[Exercise brief]
Find the line with "filename crates/test-utils/src/generators.rs" in the records below. Copy it and every line after it, up to and including the line with "the east, so".

[Stored data]
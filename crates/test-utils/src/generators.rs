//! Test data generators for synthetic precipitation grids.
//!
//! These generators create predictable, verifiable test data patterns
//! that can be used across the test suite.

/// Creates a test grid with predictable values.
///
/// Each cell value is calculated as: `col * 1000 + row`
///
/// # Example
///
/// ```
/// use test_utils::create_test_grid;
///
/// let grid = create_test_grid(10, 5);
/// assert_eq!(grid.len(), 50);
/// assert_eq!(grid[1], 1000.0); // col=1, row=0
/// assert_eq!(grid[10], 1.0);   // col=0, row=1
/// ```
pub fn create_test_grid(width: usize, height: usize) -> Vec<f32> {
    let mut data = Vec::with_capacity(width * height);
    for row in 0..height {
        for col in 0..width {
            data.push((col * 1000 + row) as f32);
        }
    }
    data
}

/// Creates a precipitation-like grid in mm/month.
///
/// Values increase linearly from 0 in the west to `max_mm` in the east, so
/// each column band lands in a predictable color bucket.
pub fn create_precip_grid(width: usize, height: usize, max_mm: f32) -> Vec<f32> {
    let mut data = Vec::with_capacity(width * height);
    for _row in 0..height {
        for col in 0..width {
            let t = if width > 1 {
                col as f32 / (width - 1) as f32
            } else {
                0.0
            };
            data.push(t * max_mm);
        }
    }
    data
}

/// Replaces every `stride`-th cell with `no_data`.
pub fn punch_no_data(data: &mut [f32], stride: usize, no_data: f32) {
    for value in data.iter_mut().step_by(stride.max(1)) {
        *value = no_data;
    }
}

...

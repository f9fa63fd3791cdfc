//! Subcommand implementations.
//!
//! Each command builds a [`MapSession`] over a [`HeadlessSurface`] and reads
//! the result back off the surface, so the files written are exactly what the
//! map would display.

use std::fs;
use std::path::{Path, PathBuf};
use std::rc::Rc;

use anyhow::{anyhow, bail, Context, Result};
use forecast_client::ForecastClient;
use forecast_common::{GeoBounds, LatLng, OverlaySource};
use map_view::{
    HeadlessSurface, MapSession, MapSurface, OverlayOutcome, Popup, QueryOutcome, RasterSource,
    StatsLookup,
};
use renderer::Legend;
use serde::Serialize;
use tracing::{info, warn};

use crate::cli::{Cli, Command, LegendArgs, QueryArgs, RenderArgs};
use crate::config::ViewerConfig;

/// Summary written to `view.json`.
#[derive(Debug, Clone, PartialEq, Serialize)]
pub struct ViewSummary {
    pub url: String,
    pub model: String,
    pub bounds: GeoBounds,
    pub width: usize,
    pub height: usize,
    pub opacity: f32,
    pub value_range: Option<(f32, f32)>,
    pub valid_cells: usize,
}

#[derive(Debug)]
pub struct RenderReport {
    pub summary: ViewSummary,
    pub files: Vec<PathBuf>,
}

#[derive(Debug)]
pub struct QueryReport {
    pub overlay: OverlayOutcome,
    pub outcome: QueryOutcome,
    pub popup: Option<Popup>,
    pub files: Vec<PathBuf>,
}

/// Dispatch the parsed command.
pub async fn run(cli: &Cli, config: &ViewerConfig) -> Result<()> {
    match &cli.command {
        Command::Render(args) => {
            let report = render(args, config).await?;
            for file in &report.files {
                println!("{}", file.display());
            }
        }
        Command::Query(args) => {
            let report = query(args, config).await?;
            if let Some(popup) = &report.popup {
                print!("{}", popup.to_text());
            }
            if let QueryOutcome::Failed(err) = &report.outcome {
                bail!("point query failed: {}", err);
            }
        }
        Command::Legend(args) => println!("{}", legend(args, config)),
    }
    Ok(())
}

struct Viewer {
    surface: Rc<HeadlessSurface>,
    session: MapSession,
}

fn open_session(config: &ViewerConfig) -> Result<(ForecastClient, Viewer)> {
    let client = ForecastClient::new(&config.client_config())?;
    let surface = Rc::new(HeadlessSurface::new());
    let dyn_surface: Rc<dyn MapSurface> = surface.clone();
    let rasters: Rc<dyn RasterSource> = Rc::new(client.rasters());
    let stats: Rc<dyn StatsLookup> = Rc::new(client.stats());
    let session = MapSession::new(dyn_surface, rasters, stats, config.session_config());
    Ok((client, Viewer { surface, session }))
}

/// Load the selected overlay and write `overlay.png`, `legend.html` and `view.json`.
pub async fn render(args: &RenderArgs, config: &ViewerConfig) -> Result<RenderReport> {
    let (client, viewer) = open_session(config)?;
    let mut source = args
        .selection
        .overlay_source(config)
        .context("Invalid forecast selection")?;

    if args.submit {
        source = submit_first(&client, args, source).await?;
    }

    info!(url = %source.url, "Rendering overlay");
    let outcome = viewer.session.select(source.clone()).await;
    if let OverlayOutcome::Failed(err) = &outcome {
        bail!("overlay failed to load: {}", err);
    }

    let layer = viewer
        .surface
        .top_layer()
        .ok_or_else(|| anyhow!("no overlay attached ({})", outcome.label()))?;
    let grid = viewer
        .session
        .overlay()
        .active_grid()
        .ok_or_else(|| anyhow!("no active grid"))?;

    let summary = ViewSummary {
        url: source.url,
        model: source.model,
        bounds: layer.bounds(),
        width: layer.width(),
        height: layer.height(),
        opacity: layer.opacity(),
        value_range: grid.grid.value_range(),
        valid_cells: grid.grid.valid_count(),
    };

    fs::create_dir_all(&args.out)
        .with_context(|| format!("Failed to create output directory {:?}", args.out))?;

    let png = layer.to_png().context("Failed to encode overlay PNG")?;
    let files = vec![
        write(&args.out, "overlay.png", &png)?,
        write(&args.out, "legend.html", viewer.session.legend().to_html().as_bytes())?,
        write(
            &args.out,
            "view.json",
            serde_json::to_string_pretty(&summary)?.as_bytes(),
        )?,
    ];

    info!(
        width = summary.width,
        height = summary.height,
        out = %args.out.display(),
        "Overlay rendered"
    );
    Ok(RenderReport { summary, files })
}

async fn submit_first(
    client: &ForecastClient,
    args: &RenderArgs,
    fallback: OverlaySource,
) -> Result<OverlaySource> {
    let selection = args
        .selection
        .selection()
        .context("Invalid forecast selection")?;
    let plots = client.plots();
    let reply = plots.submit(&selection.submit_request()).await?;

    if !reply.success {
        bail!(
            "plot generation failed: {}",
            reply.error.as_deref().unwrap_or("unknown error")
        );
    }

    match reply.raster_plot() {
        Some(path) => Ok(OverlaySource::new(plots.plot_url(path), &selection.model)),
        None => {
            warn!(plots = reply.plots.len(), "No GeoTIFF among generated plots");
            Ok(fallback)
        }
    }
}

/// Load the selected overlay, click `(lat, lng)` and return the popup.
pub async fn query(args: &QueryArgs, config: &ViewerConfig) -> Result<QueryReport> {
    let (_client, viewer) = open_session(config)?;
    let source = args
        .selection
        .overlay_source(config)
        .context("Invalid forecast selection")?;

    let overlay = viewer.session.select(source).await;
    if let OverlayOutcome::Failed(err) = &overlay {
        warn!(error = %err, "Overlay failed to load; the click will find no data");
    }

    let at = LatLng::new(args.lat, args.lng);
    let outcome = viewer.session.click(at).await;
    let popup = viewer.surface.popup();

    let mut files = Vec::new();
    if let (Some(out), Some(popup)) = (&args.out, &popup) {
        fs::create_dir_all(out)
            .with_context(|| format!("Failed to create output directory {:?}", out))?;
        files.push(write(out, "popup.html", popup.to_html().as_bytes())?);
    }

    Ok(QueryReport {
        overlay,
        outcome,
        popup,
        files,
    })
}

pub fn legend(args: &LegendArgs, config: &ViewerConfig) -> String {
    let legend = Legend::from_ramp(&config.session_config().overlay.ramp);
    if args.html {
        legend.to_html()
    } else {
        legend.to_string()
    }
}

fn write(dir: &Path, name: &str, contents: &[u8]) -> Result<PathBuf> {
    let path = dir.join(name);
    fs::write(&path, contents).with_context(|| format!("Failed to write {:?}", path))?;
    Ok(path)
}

[Task solution]
filename crates/test-utils/src/generators.rs
//! Test data generators for synthetic precipitation grids.
//!
//! These generators create predictable, verifiable test data patterns
//! that can be used across the test suite.

/// Creates a test grid with predictable values.
///
/// Each cell value is calculated as: `col * 1000 + row`
///
/// # Example
///
/// ```
/// use test_utils::create_test_grid;
///
/// let grid = create_test_grid(10, 5);
/// assert_eq!(grid.len(), 50);
/// assert_eq!(grid[1], 1000.0); // col=1, row=0
/// assert_eq!(grid[10], 1.0);   // col=0, row=1
/// ```
pub fn create_test_grid(width: usize, height: usize) -> Vec<f32> {
    let mut data = Vec::with_capacity(width * height);
    for row in 0..height {
        for col in 0..width {
            data.push((col * 1000 + row) as f32);
        }
    }
    data
}

/// Creates a precipitation-like grid in mm/month.
///
/// Values increase linearly from 0 in the west to `max_mm` in the east, so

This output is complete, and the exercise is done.